In my current research project, I draw on interviews with seven CHRIL members to argue that disability researchers can build collaborative knowledge with the disability community. CHRIL members do this not only by being disabled themselves, but by engaging with the disability community through advocacy, caregiving, and conducting participatory research. I argue that a commitment to the well-being and empowerment of the disability community puts researchers in a better epistemic position to do quality work. Engaging with the disability community helps researchers form better questions, tackle problems that are of greater interest to the community, consider novel interpretations of data, and better translate knowledge in a way that is accessible to the community their research is meant to serve.

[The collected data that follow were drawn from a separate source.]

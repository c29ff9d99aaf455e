//! Rasterized-text layer.
//!
//! Text is rasterized with a TrueType font at a pixel height equal to the
//! geometry height. Changing the color, text, style or font re-renders the
//! string; a non-zero geometry width additionally squeezes or stretches
//! the rendered line horizontally to that width.

use std::path::{Path, PathBuf};
use std::sync::Arc;

use fontdue::layout::{CoordinateSystem, Layout, TextStyle};

use crate::layer::{alpha_byte, Layer, LayerCell, LayerList, LayerRef};
use crate::osc::server::OscServer;
use crate::osc::{color_arg, str_arg};
use crate::pixels::{alpha_multiply_blit, zoom};
use crate::surface::{Color, PixelFormat, Rect, Surface};

/// Style bits applied at rasterization time.
///
/// The rasterizer synthesizes all three: bold as a double-strike, italic
/// as a horizontal shear, underline as a baseline rule.
#[derive(Debug, Clone, Copy, PartialEq, Eq, Default)]
pub struct FontStyle {
    pub bold: bool,
    pub italic: bool,
    pub underline: bool,
}

impl FontStyle {
    /// Parses a style string: any subset of the characters `b`, `i`, `u`.
    /// Unknown characters are ignored.
    #[must_use]
    pub fn parse(chars: &str) -> Self {
        let mut style = Self::default();
        for c in chars.chars() {
            match c {
                'b' => style.bold = true,
                'i' => style.italic = true,
                'u' => style.underline = true,
                _ => {}
            }
        }
        style
    }
}

/// Platform root for relative font paths.
#[must_use]
pub fn font_dir() -> PathBuf {
    #[cfg(windows)]
    {
        let root = std::env::var("SYSTEMROOT").unwrap_or_else(|_| "C:\\Windows".into());
        Path::new(&root).join("fonts")
    }
    #[cfg(not(windows))]
    {
        PathBuf::from("/usr/share/fonts/truetype")
    }
}

/// Resolves a font argument: absolute paths verbatim, relative paths
/// under the platform font directory.
#[must_use]
pub fn resolve_font_path(file: &str) -> PathBuf {
    let path = Path::new(file);
    if path.is_absolute() {
        path.to_path_buf()
    } else {
        font_dir().join(path)
    }
}

pub struct TextLayer {
    screen: (u32, u32),

    font: Option<fontdue::Font>,
    font_px: f32,

    surf: Option<Surface>,       // rendered text (possibly width-corrected)
    surf_alpha: Option<Surface>, // with opacity multiplied in

    textv: String,
    filev: Option<PathBuf>,
    colorv: Color,
    stylev: FontStyle,
    geov: Rect,
    alphav: f32,
}

impl TextLayer {
    #[must_use]
    pub fn new(
        screen: (u32, u32),
        geo: Rect,
        opacity: f32,
        color: Color,
        text: &str,
        file: &str,
    ) -> Self {
        let mut layer = Self {
            screen,
            font: None,
            font_px: 0.0,
            surf: None,
            surf_alpha: None,
            textv: String::new(),
            filev: None,
            colorv: color,
            stylev: FontStyle::default(),
            geov: Rect::ZERO,
            alphav: 1.0,
        };
        layer.geo(geo);
        layer.alpha(opacity);
        layer.color(color);
        layer.text(text);
        layer.font(file);
        layer
    }

    /// Installs a new text color and re-renders the string.
    pub fn color(&mut self, color: Color) {
        self.colorv = color;

        let Some(font) = self.font.as_ref() else {
            return;
        };

        self.surf_alpha = None;
        let mut surf = rasterize_text(font, self.font_px, self.stylev, self.colorv, &self.textv);

        if self.geov.w != 0 && surf.width() != self.geov.w {
            surf = zoom(&surf, f64::from(self.geov.w) / f64::from(surf.width()), 1.0);
        }
        self.surf = Some(surf);

        self.alpha(self.alphav);
    }

    /// Replaces the text content and re-renders.
    pub fn text(&mut self, text: &str) {
        self.textv = text.to_owned();
        self.color(self.colorv);
    }

    /// Applies style bits and re-renders.
    pub fn style(&mut self, style: FontStyle) {
        self.stylev = style;
        self.color(self.colorv);
    }

    /// Switches the font file (relative paths resolve under the platform
    /// font directory) and re-renders through the geometry pipeline.
    pub fn font(&mut self, file: &str) {
        if file.is_empty() {
            self.filev = None;
            return;
        }
        self.filev = Some(resolve_font_path(file));

        // force the reload below: a new file never reuses the old handle
        self.font = None;
        self.surf_alpha = None;
        self.surf = None;

        self.geo(self.geov);
    }

    #[must_use]
    pub fn rendered(&self) -> Option<&Surface> {
        self.surf.as_ref()
    }

    fn reload_font(&mut self) {
        let Some(path) = self.filev.as_ref() else {
            return;
        };
        self.font_px = (self.geov.h.max(1)) as f32;

        let bytes = match std::fs::read(path) {
            Ok(bytes) => bytes,
            Err(err) => {
                log::warn!("failed to read font {}: {err}", path.display());
                self.font = None;
                return;
            }
        };
        let settings = fontdue::FontSettings {
            scale: self.font_px,
            ..fontdue::FontSettings::default()
        };
        match fontdue::Font::from_bytes(bytes, settings) {
            Ok(font) => self.font = Some(font),
            Err(err) => {
                log::warn!("failed to parse font {}: {err}", path.display());
                self.font = None;
            }
        }
    }
}

/// Registers the `text` layer kind: `/layer/new/text` with the
/// kind-specific tail `iii ss` (r, g, b, text, font file), plus the
/// per-layer `color`, `text`, `font` and `style` methods.
pub fn register(server: &Arc<OscServer>, list: &Arc<LayerList>, screen: (u32, u32)) {
    server.register_layer(
        "text",
        "iiiss",
        list,
        Arc::new(move |server, name, geo, opacity, tail| {
            let cell = LayerCell::new(
                name,
                TextLayer::new(
                    screen,
                    geo,
                    opacity,
                    color_arg(tail, 0),
                    str_arg(tail, 3),
                    str_arg(tail, 4),
                ),
            );

            server.register_layer_defaults(&cell);
            let id = server.register_method(&cell, "color", "iii", |layer: &mut TextLayer, args| {
                layer.color(color_arg(args, 0));
            });
            cell.push_registration(id);
            let id = server.register_method(&cell, "text", "s", |layer: &mut TextLayer, args| {
                layer.text(str_arg(args, 0));
            });
            cell.push_registration(id);
            let id = server.register_method(&cell, "font", "s", |layer: &mut TextLayer, args| {
                layer.font(str_arg(args, 0));
            });
            cell.push_registration(id);
            let id = server.register_method(&cell, "style", "s", |layer: &mut TextLayer, args| {
                layer.style(FontStyle::parse(str_arg(args, 0)));
            });
            cell.push_registration(id);

            let layer: LayerRef = cell;
            layer
        }),
    );
}

impl Layer for TextLayer {
    fn frame(&mut self, target: &mut Surface) {
        if let Some(use_surf) = self.surf_alpha.as_ref().or(self.surf.as_ref()) {
            use_surf.blit(target, self.geov.x, self.geov.y);
        }
    }

    fn geo(&mut self, geo: Rect) {
        if geo.is_zero() {
            self.geov = geo.expand_to(self.screen.0, self.screen.1);
        } else {
            self.geov = geo;
            if self.geov.h == 0 {
                self.geov.h = self.screen.1;
            }
        }

        if self.filev.is_none() {
            return;
        }

        // rendered output already matches the requested size
        if self.font.is_some()
            && self.font_px as u32 == self.geov.h
            && self
                .surf
                .as_ref()
                .is_some_and(|s| self.geov.w == 0 || s.width() == self.geov.w)
        {
            return;
        }

        self.reload_font();
        self.color(self.colorv);
    }

    fn alpha(&mut self, opacity: f32) {
        self.alphav = opacity;
        let a = alpha_byte(opacity);

        let Some(surf) = self.surf.as_ref() else {
            return;
        };

        if a == 255 {
            self.surf_alpha = None;
            return;
        }

        if self.surf_alpha.is_none() {
            self.surf_alpha = Some(Surface::new(surf.width(), surf.height(), surf.format()));
        }
        if let Some(dst) = self.surf_alpha.as_mut() {
            alpha_multiply_blit(surf, dst, a);
        }
    }
}

/// Rasterizes `text` into a fresh RGBA surface.
fn rasterize_text(
    font: &fontdue::Font,
    px: f32,
    style: FontStyle,
    color: Color,
    text: &str,
) -> Surface {
    let mut layout = Layout::new(CoordinateSystem::PositiveYDown);
    layout.append(&[font], &TextStyle::new(text, px, 0));

    let mut text_width = 0f32;
    for g in layout.glyphs() {
        text_width = text_width.max(g.x + g.width as f32);
    }
    let text_height = layout.height().max(px);

    let shear = if style.italic { 0.21 } else { 0.0 };
    let extra = (text_height * shear).ceil() + if style.bold { 1.0 } else { 0.0 };

    let w = ((text_width + extra).ceil() as u32).max(1);
    let h = (text_height.ceil() as u32).max(1);
    let mut surf = Surface::new(w, h, PixelFormat::Rgba8888);

    let strikes: &[i32] = if style.bold { &[0, 1] } else { &[0] };

    for g in layout.glyphs() {
        let (metrics, coverage) = font.rasterize_config(g.key);
        for row in 0..metrics.height {
            let py = g.y as i32 + row as i32;
            if py < 0 || py as u32 >= h {
                continue;
            }
            let slant = ((h as i32 - 1 - py) as f32 * shear) as i32;
            for col in 0..metrics.width {
                let cov = coverage[row * metrics.width + col];
                if cov == 0 {
                    continue;
                }
                for dx in strikes {
                    let x = g.x as i32 + col as i32 + slant + dx;
                    if x < 0 || x as u32 >= w {
                        continue;
                    }
                    let existing = surf.rgba_at(x as u32, py as u32);
                    let a = cov.max(existing[3]);
                    surf.put_rgba(x as u32, py as u32, [color.r, color.g, color.b, a]);
                }
            }
        }
    }

    if style.underline {
        let baseline = font
            .horizontal_line_metrics(px)
            .map_or(px * 0.8, |m| m.ascent);
        let thickness = ((px / 18.0).ceil() as u32).max(1);
        let y0 = (baseline.round() as u32 + 1).min(h.saturating_sub(thickness));
        for y in y0..(y0 + thickness).min(h) {
            for x in 0..w {
                surf.put_rgba(x, y, [color.r, color.g, color.b, 255]);
            }
        }
    }

    surf
}

#[cfg(test)]
mod tests {
    use super::*;

    #[test]
    fn style_parse_accepts_any_subset() {
        assert_eq!(FontStyle::parse(""), FontStyle::default());
        let all = FontStyle::parse("biu");
        assert!(all.bold && all.italic && all.underline);
        // unknown characters are ignored
        assert_eq!(FontStyle::parse("xyz"), FontStyle::default());
    }

    #[test]
    fn relative_font_paths_resolve_under_the_platform_root() {
        let resolved = resolve_font_path("DejaVuSans.ttf");
        assert!(resolved.starts_with(font_dir()));
        #[cfg(not(windows))]
        {
            let abs = resolve_font_path("/tmp/f.ttf");
            assert_eq!(abs, PathBuf::from("/tmp/f.ttf"));
        }
    }
}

I am also taking part in the CHRIL’s “Disability Stories Project”, which interviews approximately 30 disabled people about their experiences with health coverage and health care and asks how these factors contribute to independent living and employment. I have participated with two other researchers in the creation of a codebook for these interviews, and in the descriptive coding the interview transcripts. When coding is complete, we will analyze the interview data and write up a qualitative analysis of the study for a health policy journal. A second, more philosophical analysis of the interview data will give me space to explore the ways disability is both inevitably embodied and political. Access to quality healthcare is essential for disabled and chronically ill people, as it is for all of us, but acknowledging that fact does not commit us to a medical model of disability. Structural barriers to accessing health care are one more piece of the ableist social infrastructure that systematically harms people with disabilities.
In the future, I propose to conduct a study of issues related to reproductive justice for adults with disabilities. While both the WHO and the UN have affirmed the reproductive rights of adults with disabilities, disabled parents still faces many social barriers. Returning to my interest in philosophy of measurement, I will examine ethical and epistemic issues surrounding the use of parenting competency assessments for parents with disabilities. First, what values are implicitly encoded in these measures of parenting competency, and how are these measures deployed in practice? What role does the personal expertise and cultural competency of the evaluator play in the interpretation of outcomes? What sort of rhetoric surrounds the use of these measures in family court, and is that rhetoric justified? Second, how do limits in the social imaginary affect our perceptions of the competency of disabled parents? How does our lack of imagination affect the ways we evaluate risk to children of disabled parents, and how does it limit our perception of disability gain in this context?
A third future project might explore the ethics and epistemology of measures of disability deployed by clinicians in their role as gatekeepers for the Social Security Administration—the government body in charge of dispersing disability benefits. How do we determine who is disabled and how disabled they are? Are these assessments of disability “objective”, as per their remit, or inevitably value laden, and if value laden, should be happy with the values that inform them? Are the measures clinicians deploy valid and fit for purpose? Finally, how is our conception of disability and the credibility of those who claim it shaped by the purpose of these measures, namely, to determine who is capable of participating in the work economy and who is granted access to the welfare economy? Does a presumption of deception on the part of the disabled person distort the doctor-patient relationship in ways that we should be concerned about, and how can we repair that relationship?
Select Publications
Cupples, Laura M. 2017. “The Epistemological Roles of Models in Health Science Measurement” In McClimans, Leah (Ed.). Measurement in Medicine: Essays in Assessment and Evaluation. London: Rowman and Littlefield International.
Cupples, Laura M. 2019. “Measure Development and the Hermeneutic Task.” Synthese. Pp. 1-16
Cupples, Laura M. Forthcoming. “Disability, Epistemic Harms, and the Quality Adjusted Life Year.” IJFAB: The International Journal of Feminist Approaches to Bioethics.